When you come to a fork in the road, take it.

I’ve been spending some quiet time alone in the house tonight. The Princess is out with two of her friends enjoying some ‘girl time’. As I’ve been pondering the more weighty issues in life (or wallowing in self pity, whichever is a more appropriate label) I’ve come to realize one of the big things that’s been bothering me. I’m STUCK! I’m in an in-between place and it’s really uncomfortable. I don’t know how things are going to turn out. Is the Princess going to be all right after THIS surgery (tomorrow)? Am I going to end up blind? If so, how soon? Am I ever going to be able to go back to school? What am I going to do/be when (if) I grow up? Will there ever be peace in the Middle East (ok, I’m not AS concerned about that but you get the idea)? And I strikes me that I’ll be “OK” with however any of those particular items turns out, but I really don’t like not knowing. I guess a time machine would come in handy right about now.

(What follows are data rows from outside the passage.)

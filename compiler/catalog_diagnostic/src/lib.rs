//! Diagnostics for operator resolution and catalog maintenance.
//!
//! Every refused call or catalog change becomes a [`Diagnostic`]: a stable
//! [`ErrorCode`], a one-line message, notes naming the objects involved and
//! ranked [`Suggestion`]s such as the closest overload.

mod diagnostic;
mod error_code;

pub use diagnostic::{Diagnostic, Suggestion};
pub use error_code::ErrorCode;
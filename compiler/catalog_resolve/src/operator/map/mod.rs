//! Catalog-wide operator index and library-scoped call resolution.
//!
//! `resolve_call` walks the caller's name resolution path nearest level
//! first. An exact match at a level binds immediately and shadows every
//! farther level. Partial matches are accumulated across all levels and
//! bound only if one of them is unambiguous overall. Operators outside the
//! path are consulted last.

use std::collections::{BTreeMap, BTreeSet};

use catalog_ir::{LibraryId, Name, OperatorId, SharedInterner, Signature};
use rustc_hash::FxHashMap;
use tracing::debug;

use super::{Operator, OperatorMatch, OperatorMatches, OperatorSignature, OperatorSignatures};
use crate::context::ResolveContext;
use crate::conversion::ScalarConversionPath;
use crate::error::{ClosestCandidate, ResolutionFailure};
use crate::library::NameResolutionPath;
use crate::CatalogError;

/// All overloads sharing one qualified name.
#[derive(Clone, Debug)]
pub struct OperatorMap {
    name: Name,
    library: Option<LibraryId>,
    signatures: OperatorSignatures,
}

impl OperatorMap {
    #[inline]
    pub fn name(&self) -> Name {
        self.name
    }

    /// Library of the earliest-registered overload still present.
    ///
    /// Informational only: level filtering looks at each overload's own
    /// library.
    #[inline]
    pub fn library(&self) -> Option<LibraryId> {
        self.library
    }

    #[inline]
    pub fn signatures(&self) -> &OperatorSignatures {
        &self.signatures
    }
}

/// Name to overload set index.
#[derive(Clone)]
pub struct OperatorMaps {
    interner: SharedInterner,
    maps: BTreeMap<Name, OperatorMap>,
    /// Last name segment to every qualified name ending in it.
    by_unqualified: FxHashMap<Name, BTreeSet<Name>>,
}

impl OperatorMaps {
    pub fn new(interner: SharedInterner) -> Self {
        OperatorMaps {
            interner,
            maps: BTreeMap::new(),
            by_unqualified: FxHashMap::default(),
        }
    }

    /// Index an operator. On a duplicate signature nothing changes.
    pub fn add_operator(&mut self, operator: &Operator) -> Result<(), CatalogError> {
        let entry = OperatorSignature {
            operator: operator.id,
            name: operator.name,
            library: operator.library,
            signature: operator.signature.clone(),
        };
        if let Some(map) = self.maps.get_mut(&operator.name) {
            return map.signatures.insert(entry);
        }

        let mut signatures = OperatorSignatures::new();
        signatures.insert(entry)?;
        self.maps.insert(
            operator.name,
            OperatorMap {
                name: operator.name,
                library: operator.library,
                signatures,
            },
        );
        let unqualified = self.unqualified(operator.name);
        self.by_unqualified
            .entry(unqualified)
            .or_default()
            .insert(operator.name);
        Ok(())
    }

    /// Remove an operator's overload. Returns `false` if it was not indexed.
    pub fn remove_operator(&mut self, operator: &Operator) -> bool {
        let Some(map) = self.maps.get_mut(&operator.name) else {
            return false;
        };
        if map.signatures.get(&operator.signature).map(|s| s.operator) != Some(operator.id) {
            return false;
        }
        map.signatures.remove(&operator.signature);
        // Operator ids grow with registration, so the smallest is the oldest.
        if let Some(oldest) = map.signatures.iter().min_by_key(|s| s.operator) {
            map.library = oldest.library;
        }

        if map.signatures.is_empty() {
            self.maps.remove(&operator.name);
            let unqualified = self.unqualified(operator.name);
            if let Some(names) = self.by_unqualified.get_mut(&unqualified) {
                names.remove(&operator.name);
                if names.is_empty() {
                    self.by_unqualified.remove(&unqualified);
                }
            }
        }
        true
    }

    pub fn contains_operator(&self, operator: &Operator) -> bool {
        self.maps
            .get(&operator.name)
            .and_then(|m| m.signatures.get(&operator.signature))
            .is_some_and(|s| s.operator == operator.id)
    }

    #[inline]
    pub fn get(&self, name: Name) -> Option<&OperatorMap> {
        self.maps.get(&name)
    }

    pub fn iter(&self) -> impl Iterator<Item = &OperatorMap> {
        self.maps.values()
    }

    pub fn len(&self) -> usize {
        self.maps.len()
    }

    pub fn is_empty(&self) -> bool {
        self.maps.is_empty()
    }

    fn unqualified(&self, name: Name) -> Name {
        let text = self.interner.lookup(name);
        match text.rsplit_once('.') {
            Some((_, last)) => self.interner.intern(last),
            None => name,
        }
    }

    /// Maps a call name refers to.
    ///
    /// `Add` matches `Add`, `Math.Add` and `A.Math.Add`; `Math.Add` matches
    /// only names ending in `Math.Add`; a leading `.` requires the exact
    /// qualified name.
    pub fn lookup(&self, name: Name) -> Vec<&OperatorMap> {
        let text = self.interner.lookup(name);
        if let Some(rooted) = text.strip_prefix('.') {
            return self
                .interner
                .get(rooted)
                .and_then(|n| self.maps.get(&n))
                .into_iter()
                .collect();
        }

        let last = text.rsplit_once('.').map_or(text, |(_, last)| last);
        let Some(unqualified) = self.interner.get(last) else {
            return Vec::new();
        };
        let Some(names) = self.by_unqualified.get(&unqualified) else {
            return Vec::new();
        };
        names
            .iter()
            .filter(|&&full| {
                let full_text = self.interner.lookup(full);
                full_text == text
                    || full_text
                        .strip_suffix(text)
                        .is_some_and(|prefix| prefix.ends_with('.'))
            })
            .filter_map(|full| self.maps.get(full))
            .collect()
    }

    /// Bind a call to one operator, or explain why it cannot be bound.
    #[tracing::instrument(level = "debug", skip_all, fields(
        name = ?name,
        arity = signature.len(),
        is_exact = is_exact,
    ))]
    pub fn resolve_call(
        &self,
        ctx: &mut ResolveContext<'_>,
        name: Name,
        path: &NameResolutionPath,
        signature: &Signature,
        is_exact: bool,
    ) -> OperatorBinding {
        let maps = self.lookup(name);
        let mut binding = OperatorBinding::unresolved(name, signature.clone());
        if maps.is_empty() {
            debug!("no operator with this name");
            return binding;
        }

        let mut accumulated = OperatorMatches::new();
        for (depth, level) in path.levels().iter().enumerate() {
            let mut level_matches = OperatorMatches::new();
            for map in &maps {
                let admit = |s: &OperatorSignature| level.admits(s.library);
                if map.signatures.iter().any(admit) {
                    binding.candidate_names.insert(map.name);
                }
                map.signatures
                    .resolve_where(ctx, signature, is_exact, &mut level_matches, admit);
            }

            if level_matches.is_exact() {
                if let Some(best) = level_matches.best_match() {
                    debug!(depth, operator = ?best.operator(), "bound exactly");
                    binding.bind(best);
                    return binding;
                }
            }
            accumulated.merge(level_matches);
        }

        if let Some(best) = accumulated.best_match() {
            debug!(operator = ?best.operator(), "bound with conversions");
            binding.bind(best);
            return binding;
        }

        let mut local = OperatorMatches::new();
        for map in &maps {
            map.signatures.resolve(ctx, signature, is_exact, &mut local);
        }
        if local.is_exact() {
            if let Some(best) = local.best_match() {
                debug!(operator = ?best.operator(), "bound outside resolution path");
                binding.bind(best);
                return binding;
            }
        }

        let local_ambiguous = local.is_ambiguous();
        accumulated.merge(local);
        binding
            .candidate_names
            .extend(maps.iter().map(|m| m.name));
        binding.ambiguous = accumulated.is_ambiguous() || local_ambiguous;
        binding.closest = accumulated.closest_match().map(|m| ClosestCandidate {
            operator: m.operator(),
            name: m.operator_signature().name,
            signature: m.signature().clone(),
        });
        debug!(
            candidates = binding.candidate_names.len(),
            ambiguous = binding.ambiguous,
            "call unresolved"
        );
        binding
    }
}

/// A successfully bound call.
#[derive(Clone, Debug, PartialEq, Eq)]
pub struct BoundOperator {
    pub operator: OperatorId,
    /// Name of the owning operator map.
    pub map: Name,
    /// Per-argument conversions to apply; `None` where the argument passes
    /// unchanged.
    pub conversions: Vec<Option<ScalarConversionPath>>,
    pub is_exact: bool,
}

/// Outcome of `resolve_call`.
#[derive(Clone, Debug, PartialEq, Eq)]
pub struct OperatorBinding {
    pub name: Name,
    pub signature: Signature,
    pub operator: Option<BoundOperator>,
    /// Operator maps considered, for diagnostics.
    pub candidate_names: BTreeSet<Name>,
    pub closest: Option<ClosestCandidate>,
    pub ambiguous: bool,
}

impl OperatorBinding {
    fn unresolved(name: Name, signature: Signature) -> Self {
        OperatorBinding {
            name,
            signature,
            operator: None,
            candidate_names: BTreeSet::new(),
            closest: None,
            ambiguous: false,
        }
    }

    fn bind(&mut self, best: &OperatorMatch<'_>) {
        self.operator = Some(BoundOperator {
            operator: best.operator(),
            map: best.operator_signature().name,
            conversions: best
                .conversions()
                .iter()
                .map(|c| c.as_ref().and_then(|c| c.path.clone()))
                .collect(),
            is_exact: best.is_exact(),
        });
        self.candidate_names.insert(best.operator_signature().name);
    }

    #[inline]
    pub fn is_resolved(&self) -> bool {
        self.operator.is_some()
    }

    /// The bound operator id, if any.
    pub fn operator_id(&self) -> Option<OperatorId> {
        self.operator.as_ref().map(|b| b.operator)
    }

    /// Why the call did not bind; `None` when it did.
    pub fn failure(&self) -> Option<ResolutionFailure> {
        if self.is_resolved() {
            return None;
        }
        if self.candidate_names.is_empty() {
            return Some(ResolutionFailure::NotFound { name: self.name });
        }

        let candidates: Vec<Name> = self.candidate_names.iter().copied().collect();
        Some(if self.ambiguous {
            ResolutionFailure::Ambiguous {
                name: self.name,
                signature: self.signature.clone(),
                candidates,
            }
        } else {
            ResolutionFailure::NoMatchingSignature {
                name: self.name,
                signature: self.signature.clone(),
                candidates,
                closest: self.closest.clone(),
            }
        })
    }
}

#[cfg(test)]
#[allow(
    clippy::unwrap_used,
    clippy::expect_used,
    reason = "Tests use unwrap for brevity"
)]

But then again, maybe I wouldn’t like what I saw when I climbed out of the capsule of my time machine. Several yeas ago a group of guys I worked with were discussing what we’d do if we could go back to being 18 and knowing what we know now. I said (only about half jokingly) that if I were 18 and knew what the immediate future held, I’d just shoot myself and get it over with. I guess maybe we can’t see the future for a good reason. Maybe time marching relentlessly along is a good thing. Maybe the steady, measured pace protects us from “event overload”. Maybe it’s time I got back to my idea of the ‘deliberate’ life and started living in the now, rather than wasting time attempting to deal with the future.
Expect full reports on the Princess condition and progress as tomorrow unfolds.